* _Aim of the exercise_
Starting at the top of the records, output every line through the one that contains "a duplicate card.", keeping each exactly as it appears.
◇ ◇ ◇ ◇ ◇ ◇ ◇
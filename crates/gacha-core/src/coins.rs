//! Coin transactions.
//!
//! Coins are granted for rolling a duplicate. A [`CoinTransaction`] exists
//! for a roll iff that roll's `new_addition` flag is false.

use chrono::{DateTime, Utc};
use serde::{Deserialize, Serialize};

use crate::ids::{TransactionId, UserId};

/// Default reward for rolling a duplicate card.
pub const DEFAULT_DUPLICATE_REWARD: i64 = 10;

/// Sentinel payor identity used for system-granted rewards.
pub const REWARD_PAYOR: &str = "REWARDED";

/// A coin grant linked to the roll that triggered it.
#[derive(Debug, Clone, PartialEq, Eq, Serialize, Deserialize)]
pub struct CoinTransaction {
    /// Unique id for this grant.
    pub transaction_id: TransactionId,

    /// The roll that triggered the grant.
    pub roll_transaction_id: TransactionId,

    /// Amount credited.
    pub amount: i64,

    /// Paying identity; [`REWARD_PAYOR`] for system rewards.
    pub payor: String,

    /// The user being credited.
    pub payee: UserId,

    /// When the grant happened.
    pub timestamp: DateTime<Utc>,
}

#[cfg(test)]
mod tests {
    use super::*;

    #[test]
    fn coin_transaction_serde_roundtrip() {
        let tx = CoinTransaction {
            transaction_id: TransactionId::generate(),
            roll_transaction_id: TransactionId::generate(),
            amount: DEFAULT_DUPLICATE_REWARD,
            payor: REWARD_PAYOR.to_string(),
            payee: UserId::new("user-a").unwrap(),
            timestamp: Utc::now(),
        };
        let json = serde_json::to_value(&tx).unwrap();
        assert_eq!(json["amount"], 10);
        assert_eq!(json["payor"], "REWARDED");
        let back: CoinTransaction = serde_json::from_value(json).unwrap();
        assert_eq!(back, tx);
    }
}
◇ ◇ ◇ ◇ ◇ ◇ ◇
* _Solved problem_
filename crates/gacha-core/src/coins.rs
//! Coin transactions.
//!
//! Coins are granted for rolling a duplicate. A [`CoinTransaction`] exists
//! for a roll iff that roll's `new_addition` flag is false.

use chrono::{DateTime, Utc};
use serde::{Deserialize, Serialize};

use crate::ids::{TransactionId, UserId};

/// Default reward for rolling a duplicate card.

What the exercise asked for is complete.